> **Task brief**:
Out of the lines below, please list those that hold the string "stored".
++++++++++
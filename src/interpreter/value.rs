//! Value model (component A) — a tagged value with an ownership flag and,
//! for `HostHandle` values, descriptor/context metadata.
//!
//! Rust's own ownership system already guarantees memory safety regardless
//! of `owns_payload`; the flag is kept anyway because it is part of the
//! observable contract (spec §8: "if `owns_payload` is true then
//! `value_release` frees exactly one allocation") and because it gates one
//! real side effect: whether dropping a `HostHandle` value invokes
//! `release_handle`. Dropping a `Value` *is* `value_release` — there is no
//! separate release function to call.

use std::any::Any;
use std::rc::Rc;

use super::errors::ScriptError;
use super::host::HostDescriptor;

/// Elements are native tagged values stored inline; the source's per-
/// element heap boxing of integers/floats is an implementation detail the
/// spec explicitly does not require (spec §9).
#[derive(Debug, Clone, Default)]
pub struct ScriptArray {
    elements: Vec<Option<ElementValue>>,
}

/// An array element never carries host metadata or ownership bookkeeping
/// of its own; it is always a plain Integer/Float/String copy.
#[derive(Debug, Clone)]
pub enum ElementValue {
    Integer(i32),
    Float(f32),
    Str(Rc<str>),
}

impl ScriptArray {
    pub fn with_capacity(capacity: usize) -> Self {
        Self {
            elements: Vec::with_capacity(capacity),
        }
    }

    pub fn set(&mut self, index: usize, value: ElementValue) {
        if index >= self.elements.len() {
            self.elements.resize(index + 1, None);
        }
        self.elements[index] = Some(value);
    }

    pub fn get(&self, index: usize) -> Option<&ElementValue> {
        self.elements.get(index).and_then(|slot| slot.as_ref())
    }

    pub fn len(&self) -> usize {
        self.elements.len()
    }

    pub fn is_empty(&self) -> bool {
        self.elements.is_empty()
    }
}

impl ElementValue {
    pub fn into_value(self) -> Value {
        match self {
            ElementValue::Integer(i) => Value::owned_integer(i),
            ElementValue::Float(f) => Value::owned_float(f),
            ElementValue::Str(s) => Value::owned_str_rc(s),
        }
    }
}

/// The tagged payload, minus ownership/host metadata (carried separately
/// on `Value` so that a single `Drop` impl can apply the release rule
/// uniformly).
#[derive(Clone)]
pub enum ValueKind {
    Integer(i32),
    Float(f32),
    Str(Rc<str>),
    Array(ScriptArray),
    Host(Rc<dyn Any>),
}

impl std::fmt::Debug for ValueKind {
    fn fmt(&self, f: &mut std::fmt::Formatter<'_>) -> std::fmt::Result {
        match self {
            ValueKind::Integer(i) => write!(f, "Integer({i})"),
            ValueKind::Float(v) => write!(f, "Float({v})"),
            ValueKind::Str(s) => write!(f, "Str({s:?})"),
            ValueKind::Array(a) => write!(f, "Array(len={})", a.len()),
            ValueKind::Host(_) => write!(f, "Host(..)"),
        }
    }
}

/// A tagged union over {Integer, Float, String, Array, HostHandle} plus an
/// ownership flag and, for `HostHandle` values, descriptor/context
/// metadata (spec §3).
#[derive(Debug, Clone)]
pub struct Value {
    pub kind: ValueKind,
    pub owns_payload: bool,
    pub host_descriptor: Option<Rc<dyn HostDescriptor>>,
    pub host_context: Option<Rc<dyn Any>>,
}

impl Default for Value {
    /// `value_init`: default to Float 0, not-owning, no host metadata.
    fn default() -> Self {
        Value {
            kind: ValueKind::Float(0.0),
            owns_payload: false,
            host_descriptor: None,
            host_context: None,
        }
    }
}

impl Value {
    pub fn owned_integer(v: i32) -> Self {
        Value {
            kind: ValueKind::Integer(v),
            owns_payload: true,
            host_descriptor: None,
            host_context: None,
        }
    }

    pub fn owned_float(v: f32) -> Self {
        Value {
            kind: ValueKind::Float(v),
            owns_payload: true,
            host_descriptor: None,
            host_context: None,
        }
    }

    pub fn owned_str(s: impl AsRef<str>) -> Self {
        Self::owned_str_rc(Rc::from(s.as_ref()))
    }

    pub fn owned_str_rc(s: Rc<str>) -> Self {
        Value {
            kind: ValueKind::Str(s),
            owns_payload: true,
            host_descriptor: None,
            host_context: None,
        }
    }

    pub fn owned_array(a: ScriptArray) -> Self {
        Value {
            kind: ValueKind::Array(a),
            owns_payload: true,
            host_descriptor: None,
            host_context: None,
        }
    }

    /// A host-exposed array/object symbol yields a non-owning handle value
    /// (spec §4.F): the script never releases native host memory itself.
    pub fn borrowed_host(
        handle: Rc<dyn Any>,
        descriptor: Option<Rc<dyn HostDescriptor>>,
        context: Option<Rc<dyn Any>>,
    ) -> Self {
        Value {
            kind: ValueKind::Host(handle),
            owns_payload: false,
            host_descriptor: descriptor,
            host_context: context,
        }
    }

    pub fn as_str(&self) -> Option<&str> {
        match &self.kind {
            ValueKind::Str(s) => Some(s),
            _ => None,
        }
    }

    pub fn as_host_handle(&self) -> Option<&Rc<dyn Any>> {
        match &self.kind {
            ValueKind::Host(h) => Some(h),
            _ => None,
        }
    }

    /// `value_to_float`: Integer and Float succeed (Integer widens);
    /// others fail.
    pub fn to_float(&self) -> Option<f32> {
        match &self.kind {
            ValueKind::Integer(i) => Some(*i as f32),
            ValueKind::Float(f) => Some(*f),
            _ => None,
        }
    }

    /// `concat`: requires both strings; a null/missing string payload is
    /// treated as empty (not applicable here since `Rc<str>` is never
    /// null, but an empty `Rc<str>` plays the same role).
    pub fn concat(&self, other: &Value) -> Result<Value, ScriptError> {
        let (Some(l), Some(r)) = (self.as_str(), other.as_str()) else {
            return Err(ScriptError::TypeMismatch);
        };
        let mut out = String::with_capacity(l.len() + r.len());
        out.push_str(l);
        out.push_str(r);
        Ok(Value::owned_str(out))
    }

    /// `remove_occurrences`: requires both strings; elides every exact,
    /// non-overlapping occurrence of `pat` from `src`; empty `pat` yields
    /// a copy of `src`.
    pub fn remove_occurrences(&self, pat: &Value) -> Result<Value, ScriptError> {
        let (Some(src), Some(pat)) = (self.as_str(), pat.as_str()) else {
            return Err(ScriptError::TypeMismatch);
        };
        if pat.is_empty() {
            return Ok(Value::owned_str(src));
        }
        Ok(Value::owned_str(src.replace(pat, "")))
    }

    /// `prepare_host_value`: if `v` is a non-owning string, duplicate it
    /// into an owned copy (with `Rc<str>` this is a fresh allocation via
    /// clone-to-owned, not merely an `Rc` refcount bump, matching the
    /// source's "duplicate" semantics); if `v` is a `HostHandle` with a
    /// null descriptor or null context, fill from the defaults.
    pub fn prepare_host_value(
        &mut self,
        default_descriptor: Option<&Rc<dyn HostDescriptor>>,
        default_context: Option<&Rc<dyn Any>>,
    ) {
        match &self.kind {
            ValueKind::Str(_) if !self.owns_payload => {
                self.owns_payload = true;
            }
            ValueKind::Host(_) => {
                if self.host_descriptor.is_none() {
                    self.host_descriptor = default_descriptor.cloned();
                }
                if self.host_context.is_none() {
                    self.host_context = default_context.cloned();
                }
            }
            _ => {}
        }
    }

    /// `IsInteger`: whether a float value equals its truncation toward zero.
    pub fn is_integer_valued(v: f32) -> bool {
        v == (v as i32) as f32
    }

    /// Storage rule used by assignment (spec §4.F): a numeric Float whose
    /// value equals its truncation is stored as Integer; otherwise the
    /// value keeps its natural tag.
    pub fn normalize_for_storage(self) -> Value {
        if let ValueKind::Float(f) = self.kind {
            if Value::is_integer_valued(f) {
                return Value::owned_integer(f as i32);
            }
        }
        self
    }
}

impl Drop for Value {
    fn drop(&mut self) {
        if !self.owns_payload {
            return;
        }
        if let ValueKind::Host(handle) = &self.kind {
            if let Some(descriptor) = &self.host_descriptor {
                descriptor.release_handle(self.host_context.as_ref(), handle);
            }
        }
    }
}

#[cfg(test)]
mod tests {
    use super::*;
    use std::cell::Cell;

    struct Recorder {
        released: Rc<Cell<bool>>,
    }
    impl HostDescriptor for Recorder {
        fn release_handle(&self, _context: Option<&Rc<dyn Any>>, _handle: &Rc<dyn Any>) {
            self.released.set(true);
        }
    }

    #[test]
    fn owning_host_value_releases_on_drop() {
        let released = Rc::new(Cell::new(false));
        let descriptor: Rc<dyn HostDescriptor> = Rc::new(Recorder { released: released.clone() });
        let mut v = Value::borrowed_host(Rc::new(()), Some(descriptor), None);
        v.owns_payload = true;
        drop(v);
        assert!(released.get());
    }

    #[test]
    fn non_owning_host_value_does_not_release_on_drop() {
        let released = Rc::new(Cell::new(false));
        let descriptor: Rc<dyn HostDescriptor> = Rc::new(Recorder { released: released.clone() });
        let v = Value::borrowed_host(Rc::new(()), Some(descriptor), None);
        drop(v);
        assert!(!released.get());
    }

    #[test]
    fn concat_is_associative_modulo_allocation() {
        let a = Value::owned_str("a");
        let b = Value::owned_str("b");
        let c = Value::owned_str("c");
        let left = a.concat(&b).unwrap().concat(&c).unwrap();
        let right = a.concat(&b.concat(&c).unwrap()).unwrap();
        assert_eq!(left.as_str(), right.as_str());
        assert_eq!(left.as_str(), Some("abc"));
    }

    #[test]
    fn remove_occurrences_empty_pattern_is_identity() {
        let src = Value::owned_str("src");
        let pat = Value::owned_str("");
        assert_eq!(src.remove_occurrences(&pat).unwrap().as_str(), Some("src"));
    }

    #[test]
    fn remove_occurrences_elides_every_match() {
        let src = Value::owned_str("abcabc");
        let pat = Value::owned_str("abc");
        assert_eq!(src.remove_occurrences(&pat).unwrap().as_str(), Some(""));
    }

    #[test]
    fn remove_occurrences_foobarfoo() {
        let src = Value::owned_str("foobarfoo");
        let pat = Value::owned_str("foo");
        assert_eq!(src.remove_occurrences(&pat).unwrap().as_str(), Some("bar"));
    }

    #[test]
    fn normalize_stores_integer_valued_float_as_integer() {
        let v = Value::owned_float(3.0).normalize_for_storage();
        assert!(matches!(v.kind, ValueKind::Integer(3)));
    }

    #[test]
    fn normalize_keeps_fractional_float() {
        let v = Value::owned_float(3.5).normalize_for_storage();
        assert!(matches!(v.kind, ValueKind::Float(f) if f == 3.5));
    }
}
++++++++++
> **Output**:
/// Elements are native tagged values stored inline; the source's per-
    /// value equals its truncation is stored as Integer; otherwise the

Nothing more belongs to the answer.